When we were there, we went on some stellar hikes through ancient forests. I was in a group that did a research project trying to determine whether or not here is a dominant species in the rainforest. We looked specifically at two kinds of trees, the black booyong and the strangler fig. Black booyongs are huge and have this magnificent presence and strangler figs are unique because they start out life as seedlings in the canopy of a tree and then drop their roots down and down and down until they hit soil. After that, they continue to grow for hundreds of years, eventually encompassing the entire trunk of the host tree and killing it. Crazy!
We had two early mornings (we had to be up and ready to go by 5am!) where we trapped birds and mammals. For the bird trapping, we set up mist nets, waited for half an hour, and went back and collected and branded any unlucky creature who happened to fly into the net. For the mammal trapping, we went set out a bunch of traps the night before and returned in the early morning to see what we found. My group caught a bunch of rat-like things and a few antechinus, which are arguably the cutest creatures ever.
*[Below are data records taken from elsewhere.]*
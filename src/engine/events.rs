// src/engine/events.rs

use crate::runtime::PythonVersion;
use crate::types::{JobResult, StepResult};

/// Progress notifications published while a run executes.
///
/// The engine produces these on an mpsc channel and never looks back at
/// them; what to display is entirely the presentation layer's decision.
#[derive(Debug, Clone)]
pub enum RunEvent {
    /// Environment provisioning progress for one version.
    EnvProgress {
        version: PythonVersion,
        message: String,
    },
    /// The environment for one version is ready for use.
    EnvReady { version: PythonVersion },
    /// A (job, version) pair started executing.
    JobStarted {
        job: String,
        version: PythonVersion,
    },
    /// One step process was spawned.
    StepStarted {
        job: String,
        version: PythonVersion,
        cmd: String,
    },
    /// One step reached a terminal state.
    StepFinished {
        job: String,
        version: PythonVersion,
        result: StepResult,
    },
    /// A (job, version) pair reached a terminal state. `show_output` carries
    /// the job's flag so the renderer can dump captured output even on
    /// success.
    JobFinished {
        result: JobResult,
        show_output: bool,
    },
}
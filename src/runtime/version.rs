// src/runtime/version.rs

use std::fmt;
use std::str::FromStr;

/// A concrete Python version as reported by an interpreter, e.g. `3.11.4`
/// or `3.13.0rc2`.
///
/// Ordering compares release segments numerically, so `3.10` sorts above
/// `3.9`. The raw text is kept for display and as a tie-breaker.
#[derive(Debug, Clone, PartialEq, Eq, Hash)]
pub struct PythonVersion {
    raw: String,
    release: Vec<u32>,
}

impl PythonVersion {
    pub fn release(&self) -> &[u32] {
        &self.release
    }

    pub fn as_str(&self) -> &str {
        &self.raw
    }
}

impl FromStr for PythonVersion {
    type Err = String;

    fn from_str(s: &str) -> Result<Self, Self::Err> {
        let release = parse_release(s)?;
        Ok(Self {
            raw: s.trim().to_string(),
            release,
        })
    }
}

impl fmt::Display for PythonVersion {
    fn fmt(&self, f: &mut fmt::Formatter<'_>) -> fmt::Result {
        f.write_str(&self.raw)
    }
}

impl Ord for PythonVersion {
    fn cmp(&self, other: &Self) -> std::cmp::Ordering {
        self.release
            .cmp(&other.release)
            .then_with(|| self.raw.cmp(&other.raw))
    }
}

impl PartialOrd for PythonVersion {
    fn partial_cmp(&self, other: &Self) -> Option<std::cmp::Ordering> {
        Some(self.cmp(other))
    }
}

/// A requested version specifier from configuration or `--python`, e.g.
/// `3` or `3.9`.
///
/// A specifier matches any installed version whose release starts with the
/// specifier's segments: `3.9` matches `3.9.18` but not `3.19.0`.
#[derive(Debug, Clone, PartialEq, Eq, Hash)]
pub struct VersionSpec {
    raw: String,
    release: Vec<u32>,
}

impl VersionSpec {
    pub fn release(&self) -> &[u32] {
        &self.release
    }

    pub fn as_str(&self) -> &str {
        &self.raw
    }

    pub fn matches(&self, version: &PythonVersion) -> bool {
        version.release().starts_with(&self.release)
    }
}

impl FromStr for VersionSpec {
    type Err = String;

    fn from_str(s: &str) -> Result<Self, Self::Err> {
        let release = parse_release(s)?;
        Ok(Self {
            raw: s.trim().to_string(),
            release,
        })
    }
}

impl fmt::Display for VersionSpec {
    fn fmt(&self, f: &mut fmt::Formatter<'_>) -> fmt::Result {
        f.write_str(&self.raw)
    }
}

/// Parse dotted release segments, tolerating a pre/post suffix on the last
/// segment (`3.13.0rc2` yields `[3, 13, 0]`).
fn parse_release(s: &str) -> Result<Vec<u32>, String> {
    let trimmed = s.trim();
    if trimmed.is_empty() {
        return Err("empty version string".to_string());
    }

    let mut release = Vec::new();
    for segment in trimmed.split('.') {
        let digits: String = segment.chars().take_while(|c| c.is_ascii_digit()).collect();
        if digits.is_empty() {
            break;
        }
        let number = digits
            .parse::<u32>()
            .map_err(|e| format!("invalid version segment '{segment}': {e}"))?;
        release.push(number);
        if digits.len() != segment.len() {
            // Suffix like `rc2` or `b1`; release segments stop here.
            break;
        }
    }

    if release.is_empty() {
        return Err(format!("no numeric release segments in '{trimmed}'"));
    }
    Ok(release)
}
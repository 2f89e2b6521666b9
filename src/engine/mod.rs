// src/engine/mod.rs

//! Orchestration engine for jobx.
//!
//! This module ties together:
//! - the (job, version) pair scheduler that enforces dependency order per
//!   version and `once` semantics
//! - the orchestrator that drives a full run: plan, resolve interpreters,
//!   provision environments, fan job runners out, aggregate the result
//! - the run event stream consumed by the presentation layer

pub mod events;
pub mod orchestrator;
pub mod scheduler;

pub use events::RunEvent;
pub use orchestrator::{Orchestrator, RunOptions};
pub use scheduler::{Pair, PairScheduler};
They’re mouse-sized carnivorous marsupials with these giant jaws and little pointy ears. They're extremely aggressive until they realize they're smaller than the flat of your palm. I wanted to take one home with me, but for some reason that wasn’t advised.
When it wasn’t raining, our lectures were held outside. This was spectacular, except we kept getting distracted because parrots would land on the professor’s head.
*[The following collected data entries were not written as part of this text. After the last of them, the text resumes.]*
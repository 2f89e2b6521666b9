use std::collections::BTreeMap;
use std::error::Error;
use std::fs;
use std::future::Future;
use std::path::{Path, PathBuf};
use std::pin::Pin;
use std::sync::Arc;
use std::time::Duration;

use tempfile::tempdir;
use tokio::sync::mpsc;
use tokio_util::sync::CancellationToken;

use jobx::config::Config;
use jobx::engine::{Orchestrator, RunEvent, RunOptions};
use jobx::errors::ProvisionError;
use jobx::runtime::{Interpreter, InterpreterLocator, Resolution, VersionSpec};
use jobx::types::{Job, JobResult, JobStatus, RunResult};
use jobx::venv::{EnvManager, EnvUpdate, Environment, Provisioner};

type TestResult = Result<(), Box<dyn Error>>;

/// Locator with a canned set of installed interpreters.
struct FakeLocator {
    installed: Vec<Interpreter>,
}

impl FakeLocator {
    fn new(versions: &[&str]) -> Arc<Self> {
        Arc::new(Self {
            installed: versions
                .iter()
                .map(|v| Interpreter {
                    version: v.parse().expect("valid version"),
                    path: PathBuf::from("/usr/bin/true"),
                })
                .collect(),
        })
    }
}

impl InterpreterLocator for FakeLocator {
    fn resolve(&self, specs: &[VersionSpec]) -> Resolution {
        let mut resolution = Resolution::default();
        for spec in specs {
            match self.installed.iter().find(|i| spec.matches(&i.version)) {
                Some(interp) => resolution.interpreters.push(interp.clone()),
                None => resolution.unresolved.push(spec.clone()),
            }
        }
        resolution
            .interpreters
            .sort_by(|a, b| b.version.cmp(&a.version));
        resolution
    }

    fn active(&self) -> Option<Interpreter> {
        self.installed.first().cloned()
    }
}

/// Provisioner that lays down the minimal venv skeleton without pip.
struct FakeProvisioner;

impl Provisioner for FakeProvisioner {
    fn provision<'a>(
        &'a self,
        _interpreter: &'a Interpreter,
        env: &'a Environment,
        _requirements: &'a [PathBuf],
        _project_root: &'a Path,
        _updates: &'a mpsc::Sender<EnvUpdate>,
    ) -> Pin<Box<dyn Future<Output = Result<(), ProvisionError>> + Send + 'a>> {
        Box::pin(async move {
            let bin = env.bin_dir();
            fs::create_dir_all(&bin).map_err(|e| ProvisionError {
                version: env.version.to_string(),
                reason: e.to_string(),
            })?;
            fs::write(&env.python, "").map_err(|e| ProvisionError {
                version: env.version.to_string(),
                reason: e.to_string(),
            })?;
            Ok(())
        })
    }
}

/// Provisioner that refuses one version and defers to the fake for the rest.
struct FailingProvisioner {
    refuse: String,
}

impl Provisioner for FailingProvisioner {
    fn provision<'a>(
        &'a self,
        interpreter: &'a Interpreter,
        env: &'a Environment,
        requirements: &'a [PathBuf],
        project_root: &'a Path,
        updates: &'a mpsc::Sender<EnvUpdate>,
    ) -> Pin<Box<dyn Future<Output = Result<(), ProvisionError>> + Send + 'a>> {
        Box::pin(async move {
            if env.version.as_str() == self.refuse {
                return Err(ProvisionError {
                    version: env.version.to_string(),
                    reason: "refused by test".to_string(),
                });
            }
            FakeProvisioner
                .provision(interpreter, env, requirements, project_root, updates)
                .await
        })
    }
}

/// Provisioner that never finishes; acquisition ends only by cancellation.
struct StallingProvisioner;

impl Provisioner for StallingProvisioner {
    fn provision<'a>(
        &'a self,
        _interpreter: &'a Interpreter,
        _env: &'a Environment,
        _requirements: &'a [PathBuf],
        _project_root: &'a Path,
        _updates: &'a mpsc::Sender<EnvUpdate>,
    ) -> Pin<Box<dyn Future<Output = Result<(), ProvisionError>> + Send + 'a>> {
        Box::pin(async move {
            tokio::time::sleep(Duration::from_secs(30)).await;
            Ok(())
        })
    }
}

fn config(root: &Path, versions: &[&str], jobs: Vec<Job>) -> Config {
    Config {
        root: root.to_path_buf(),
        jobs: jobs.into_iter().map(|j| (j.name.clone(), j)).collect(),
        versions: versions.iter().map(|v| v.to_string()).collect(),
        requirements: Some(Vec::new()),
        values: BTreeMap::new(),
        ..Default::default()
    }
}

fn job(name: &str, run: &[&str]) -> Job {
    Job::new(name, run.iter().map(|r| r.to_string()).collect())
}

async fn run_orchestrator(
    config: Config,
    locator: Arc<dyn InterpreterLocator>,
    provisioner: Arc<dyn Provisioner>,
    requested: &[&str],
    cancel: CancellationToken,
) -> anyhow::Result<RunResult> {
    let envs = Arc::new(EnvManager::new(&config, provisioner));
    let orchestrator = Orchestrator::new(config, RunOptions::default(), locator, envs);

    let (tx, mut rx) = mpsc::channel::<RunEvent>(64);
    let drain = tokio::spawn(async move { while rx.recv().await.is_some() {} });

    let requested: Vec<String> = requested.iter().map(|r| r.to_string()).collect();
    let result = orchestrator.run(&requested, cancel, tx).await;
    let _ = drain.await;
    result
}

fn find<'a>(result: &'a RunResult, job: &str, version: &str) -> &'a JobResult {
    result
        .results
        .iter()
        .find(|r| r.job == job && r.version.as_str() == version)
        .unwrap_or_else(|| panic!("no result for ({job}, {version})"))
}

#[tokio::test]
async fn failure_on_one_version_blocks_dependents_there_only() -> TestResult {
    let dir = tempdir()?;
    let mut b = job("b", &["echo b-{python_version}"]);
    b.requires = vec!["a".to_string()];
    let cfg = config(
        dir.path(),
        &["3.9", "3.10"],
        vec![
            // Fails on 3.9, passes on 3.10.
            job("a", &["test {python_version} = 3.10.2"]),
            b,
        ],
    );

    let result = run_orchestrator(
        cfg,
        FakeLocator::new(&["3.10.2", "3.9.18"]),
        Arc::new(FakeProvisioner),
        &["b"],
        CancellationToken::new(),
    )
    .await?;

    assert!(!result.success());
    assert_eq!(result.results.len(), 4);
    assert_eq!(find(&result, "a", "3.10.2").status, JobStatus::Passed);
    assert_eq!(find(&result, "b", "3.10.2").status, JobStatus::Passed);
    assert_eq!(find(&result, "a", "3.9.18").status, JobStatus::Failed);
    assert_eq!(find(&result, "b", "3.9.18").status, JobStatus::Blocked);

    Ok(())
}

#[tokio::test]
async fn once_job_executes_exactly_once_on_the_highest_version() -> TestResult {
    let dir = tempdir()?;
    let mut fmt = job("fmt", &["echo fmt-{python_version}"]);
    fmt.once = true;
    let cfg = config(dir.path(), &["3.9", "3.10", "3.11"], vec![fmt]);

    let result = run_orchestrator(
        cfg,
        FakeLocator::new(&["3.11.4", "3.10.2", "3.9.18"]),
        Arc::new(FakeProvisioner),
        &["fmt"],
        CancellationToken::new(),
    )
    .await?;

    assert!(result.success());
    assert_eq!(result.results.len(), 1);
    assert_eq!(result.results[0].version.as_str(), "3.11.4");
    assert_eq!(
        result.results[0].steps[0].stdout.trim(),
        "fmt-3.11.4"
    );

    Ok(())
}

#[tokio::test]
async fn unresolved_specifier_skips_its_jobs_without_failing_the_run() -> TestResult {
    let dir = tempdir()?;
    let cfg = config(
        dir.path(),
        &["3.10", "3.12"],
        vec![job("lint", &["echo lint"])],
    );

    let result = run_orchestrator(
        cfg,
        FakeLocator::new(&["3.10.2"]),
        Arc::new(FakeProvisioner),
        &["lint"],
        CancellationToken::new(),
    )
    .await?;

    assert!(result.success());
    assert_eq!(result.unresolved, vec!["3.12".to_string()]);
    assert_eq!(result.results.len(), 1);
    assert_eq!(result.results[0].version.as_str(), "3.10.2");

    Ok(())
}

#[tokio::test]
async fn provisioning_failure_is_scoped_to_its_version() -> TestResult {
    let dir = tempdir()?;
    let cfg = config(
        dir.path(),
        &["3.9", "3.10"],
        vec![job("lint", &["echo lint"])],
    );

    let result = run_orchestrator(
        cfg,
        FakeLocator::new(&["3.10.2", "3.9.18"]),
        Arc::new(FailingProvisioner {
            refuse: "3.9.18".to_string(),
        }),
        &["lint"],
        CancellationToken::new(),
    )
    .await?;

    assert!(!result.success());
    assert_eq!(find(&result, "lint", "3.9.18").status, JobStatus::Failed);
    assert_eq!(find(&result, "lint", "3.10.2").status, JobStatus::Passed);

    Ok(())
}

#[tokio::test]
async fn missing_template_value_aborts_before_any_execution() -> TestResult {
    let dir = tempdir()?;
    let cfg = config(dir.path(), &["3.10"], vec![job("lint", &["flake8 {module}"])]);

    let err = run_orchestrator(
        cfg,
        FakeLocator::new(&["3.10.2"]),
        Arc::new(FakeProvisioner),
        &["lint"],
        CancellationToken::new(),
    )
    .await
    .unwrap_err();

    assert!(err.to_string().contains("module"));
    // Nothing was provisioned.
    assert!(!dir.path().join(".jobx").exists());

    Ok(())
}

#[tokio::test]
async fn cancellation_reports_cancelled_not_failed() -> TestResult {
    let dir = tempdir()?;
    let cfg = config(dir.path(), &["3.10"], vec![job("slow", &["sleep 30"])]);

    let cancel = CancellationToken::new();
    let canceller = cancel.clone();
    tokio::spawn(async move {
        tokio::time::sleep(Duration::from_millis(150)).await;
        canceller.cancel();
    });

    let started = std::time::Instant::now();
    let result = run_orchestrator(
        cfg,
        FakeLocator::new(&["3.10.2"]),
        Arc::new(FakeProvisioner),
        &["slow"],
        cancel,
    )
    .await?;

    assert!(result.cancelled);
    assert!(started.elapsed() < Duration::from_secs(10));
    assert!(result
        .results
        .iter()
        .all(|r| r.status != JobStatus::Failed));

    Ok(())
}

#[tokio::test]
async fn cancellation_during_provisioning_reports_cancelled_not_failed() -> TestResult {
    let dir = tempdir()?;
    let mut test = job("test", &["echo test"]);
    test.requires = vec!["build".to_string()];
    let cfg = config(
        dir.path(),
        &["3.11"],
        vec![job("build", &["echo build"]), test],
    );

    let cancel = CancellationToken::new();
    let canceller = cancel.clone();
    tokio::spawn(async move {
        tokio::time::sleep(Duration::from_millis(100)).await;
        canceller.cancel();
    });

    let started = std::time::Instant::now();
    let result = run_orchestrator(
        cfg,
        FakeLocator::new(&["3.11.4"]),
        Arc::new(StallingProvisioner),
        &["test"],
        cancel,
    )
    .await?;

    assert!(result.cancelled);
    assert!(started.elapsed() < Duration::from_secs(10));
    // The interrupted version's pairs are cancelled, never failed or
    // blocked: no environment failed, the run was stopped.
    assert_eq!(find(&result, "build", "3.11.4").status, JobStatus::Cancelled);
    assert_eq!(find(&result, "test", "3.11.4").status, JobStatus::Cancelled);

    Ok(())
}

#[tokio::test]
async fn unknown_requested_job_executes_nothing() -> TestResult {
    let dir = tempdir()?;
    let cfg = config(dir.path(), &["3.10"], vec![job("lint", &["echo lint"])]);

    let err = run_orchestrator(
        cfg,
        FakeLocator::new(&["3.10.2"]),
        Arc::new(FakeProvisioner),
        &["ghost"],
        CancellationToken::new(),
    )
    .await
    .unwrap_err();

    assert!(err.to_string().contains("ghost"));
    assert!(!dir.path().join(".jobx").exists());

    Ok(())
}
The rainforest was wonderful in all respect except one: tree-dwelling, jumping leeches. There are so many things wrong with that statement. For one thing, leeches should not be terrestrial, and for another, they simply should not be able to jump at you. They were everywhere – around camp, in the showers (we didn’t have them in the girls’ bathroom, but they were all over the guys’ – hah!), and on any trail you might walk. I was a lucky one, or perhaps I just freaked out enough whenever I felt anything touch my body, but I only got a handful of bites (sucks?). My professor was wearing sort of enclosed sandals and got over 200 leech bites on her feet over the course of just a few hour hike. She was a bloody mess afterwards.
Anyway, enough about leeches. We were in the rainforest for four or five days before adventuring on to our next location, Carnarvon Gorge. On the eleven-hour bus ride, we were exposed to Australian culture in the form of The Castle, a popular Aussie movie from the 90s. We were supposed to spend several days at Carnarvon, learning about fire ecology and conducting studies on kangaroo social behavior (they’re everywhere there!), but sadly there we had to be evacuated after just a day because of flash floods in the area because it had been pouring for the majority of a week.
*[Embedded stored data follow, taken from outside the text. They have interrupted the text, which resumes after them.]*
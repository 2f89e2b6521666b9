// src/runtime/locator.rs

//! Discovery of installed Python interpreters.
//!
//! The orchestrator only depends on [`InterpreterLocator`]; the production
//! implementation probes `PATH` for `pythonX.Y` style binaries and asks each
//! one for its version. Probe results are cached per binary path so a run
//! over many jobs and versions spawns each interpreter at most once.

use std::collections::HashMap;
use std::io::Read;
use std::path::{Path, PathBuf};
use std::process::{Command, Stdio};
use std::sync::{LazyLock, Mutex};
use std::time::{Duration, Instant};

use regex::Regex;
use tracing::{debug, warn};

use super::version::{PythonVersion, VersionSpec};

/// Pattern matching the version line printed by `python -V`.
const VERSION_OUTPUT_PATTERN: &str = r"Python (\d+\.\d+\S+)";

/// Compiled once, reused for every probe.
static VERSION_OUTPUT_RE: LazyLock<Regex> =
    LazyLock::new(|| Regex::new(VERSION_OUTPUT_PATTERN).expect("valid regex"));

/// How long a probed binary gets to print its version before it is killed.
const PROBE_TIMEOUT: Duration = Duration::from_secs(1);

const PROBE_POLL_INTERVAL: Duration = Duration::from_millis(10);

/// An installed interpreter: the concrete version it reports plus the path
/// of the binary that reported it.
#[derive(Debug, Clone, PartialEq, Eq)]
pub struct Interpreter {
    pub version: PythonVersion,
    pub path: PathBuf,
}

/// Outcome of resolving a set of version specifiers.
#[derive(Debug, Clone, Default)]
pub struct Resolution {
    /// Matched interpreters, highest version first, deduplicated by version.
    pub interpreters: Vec<Interpreter>,
    /// Specifiers that matched no installed interpreter.
    pub unresolved: Vec<VersionSpec>,
}

/// Interface to interpreter discovery.
///
/// Production code uses [`PathLocator`]; tests substitute a fake that maps
/// specifiers to canned interpreters without touching the filesystem.
pub trait InterpreterLocator: Send + Sync {
    /// Resolve the requested specifiers against the installed interpreters.
    ///
    /// Each specifier independently resolves to the first `PATH` binary whose
    /// reported version matches it, or is recorded as unresolved. The result
    /// is sorted highest version first.
    fn resolve(&self, specs: &[VersionSpec]) -> Resolution;

    /// Locate the currently active interpreter, used when no version matrix
    /// is requested.
    fn active(&self) -> Option<Interpreter>;
}

/// Locator that probes binaries found on `PATH`.
pub struct PathLocator {
    probe_cache: Mutex<HashMap<PathBuf, Option<PythonVersion>>>,
}

impl PathLocator {
    pub fn new() -> Self {
        Self {
            probe_cache: Mutex::new(HashMap::new()),
        }
    }

    /// Find the first binary on `PATH` whose reported version matches `spec`.
    fn find_match(&self, spec: &VersionSpec) -> Option<Interpreter> {
        for name in candidate_names(spec) {
            let Some(path) = find_in_path(&name) else {
                continue;
            };
            let Some(version) = self.probe(&path) else {
                continue;
            };
            if spec.matches(&version) {
                debug!(spec = %spec, version = %version, path = %path.display(), "resolved interpreter");
                return Some(Interpreter { version, path });
            }
            debug!(spec = %spec, version = %version, path = %path.display(), "version mismatch");
        }
        None
    }

    /// Ask a binary for its version, consulting the cache first.
    fn probe(&self, path: &Path) -> Option<PythonVersion> {
        {
            let cache = self.probe_cache.lock().ok()?;
            if let Some(cached) = cache.get(path) {
                return cached.clone();
            }
        }
        let probed = probe_binary(path);
        if let Ok(mut cache) = self.probe_cache.lock() {
            cache.insert(path.to_path_buf(), probed.clone());
        }
        probed
    }
}

impl Default for PathLocator {
    fn default() -> Self {
        Self::new()
    }
}

impl InterpreterLocator for PathLocator {
    fn resolve(&self, specs: &[VersionSpec]) -> Resolution {
        let mut interpreters: Vec<Interpreter> = Vec::new();
        let mut unresolved = Vec::new();

        for spec in specs {
            match self.find_match(spec) {
                Some(interp) => {
                    if !interpreters.iter().any(|i| i.version == interp.version) {
                        interpreters.push(interp);
                    }
                }
                None => {
                    warn!(spec = %spec, "no matching python interpreter on PATH");
                    unresolved.push(spec.clone());
                }
            }
        }

        interpreters.sort_by(|a, b| b.version.cmp(&a.version));
        Resolution {
            interpreters,
            unresolved,
        }
    }

    fn active(&self) -> Option<Interpreter> {
        for name in ["python3", "python"] {
            let Some(path) = find_in_path(name) else {
                continue;
            };
            if let Some(version) = self.probe(&path) {
                return Some(Interpreter { version, path });
            }
        }
        None
    }
}

/// Binary names to try for a specifier, most specific first: `python3.9`,
/// then `python3`, then `python`.
fn candidate_names(spec: &VersionSpec) -> Vec<String> {
    let release = spec.release();
    let mut names = Vec::new();
    if release.len() >= 2 {
        names.push(format!("python{}.{}", release[0], release[1]));
    }
    if !release.is_empty() {
        names.push(format!("python{}", release[0]));
    }
    names.push("python".to_string());
    names
}

/// First executable named `name` on `PATH`, if any.
fn find_in_path(name: &str) -> Option<PathBuf> {
    let path_var = std::env::var_os("PATH")?;
    for dir in std::env::split_paths(&path_var) {
        if dir.as_os_str().is_empty() {
            continue;
        }
        let candidate = dir.join(name);
        if is_executable(&candidate) {
            return Some(candidate);
        }
        if cfg!(windows) {
            let exe = dir.join(format!("{name}.exe"));
            if exe.is_file() {
                return Some(exe);
            }
        }
    }
    None
}

#[cfg(unix)]
fn is_executable(path: &Path) -> bool {
    use std::os::unix::fs::PermissionsExt;
    path.metadata()
        .map(|m| m.is_file() && m.permissions().mode() & 0o111 != 0)
        .unwrap_or(false)
}

#[cfg(not(unix))]
fn is_executable(path: &Path) -> bool {
    path.is_file()
}

/// Run `<binary> -V` and parse the reported version. Returns `None` when the
/// binary fails to spawn, prints something unrecognized, or exceeds the
/// probe timeout.
fn probe_binary(path: &Path) -> Option<PythonVersion> {
    let mut child = match Command::new(path)
        .arg("-V")
        .stdin(Stdio::null())
        .stdout(Stdio::piped())
        .stderr(Stdio::null())
        .spawn()
    {
        Ok(child) => child,
        Err(e) => {
            debug!(path = %path.display(), error = %e, "failed to spawn interpreter probe");
            return None;
        }
    };

    let deadline = Instant::now() + PROBE_TIMEOUT;
    loop {
        match child.try_wait() {
            Ok(Some(_)) => break,
            Ok(None) => {
                if Instant::now() >= deadline {
                    warn!(path = %path.display(), "interpreter probe timed out");
                    let _ = child.kill();
                    let _ = child.wait();
                    return None;
                }
                std::thread::sleep(PROBE_POLL_INTERVAL);
            }
            Err(e) => {
                debug!(path = %path.display(), error = %e, "interpreter probe failed");
                return None;
            }
        }
    }

    let mut output = String::new();
    child.stdout.take()?.read_to_string(&mut output).ok()?;
    parse_probe_output(&output, path)
}

fn parse_probe_output(output: &str, path: &Path) -> Option<PythonVersion> {
    let captures = VERSION_OUTPUT_RE.captures(output)?;
    match captures[1].parse::<PythonVersion>() {
        Ok(version) => Some(version),
        Err(e) => {
            debug!(path = %path.display(), output = %output.trim(), error = %e, "unparseable probe output");
            None
        }
    }
}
After some serious adventures on muddy, semi-flooded bushland dirt roads in a coach bus, we made it to Kroombit Park.
Kroombit Park is a dude ranch. We were originally supposed to just spend a night there, but because of the flooding we were there for four days. It was quite an experience – I learned how to crack a whip, ride a mechanical bull, muster cattle, and wrangle a goat in a rodeo. The professors tried their best to figure out biology-related activities for us to do, but I’d say it ended up being more of a cultural experience than a conventional research site.
And now we’re in paradise. We’re on Heron Island in the Great Barrier Reef, and I feel like I’m living in a postcard. I think this blog post is long enough as it is, so I’ll save the details for later, but I’ll leave you with this picture.
Happy February (is this really February?!?)!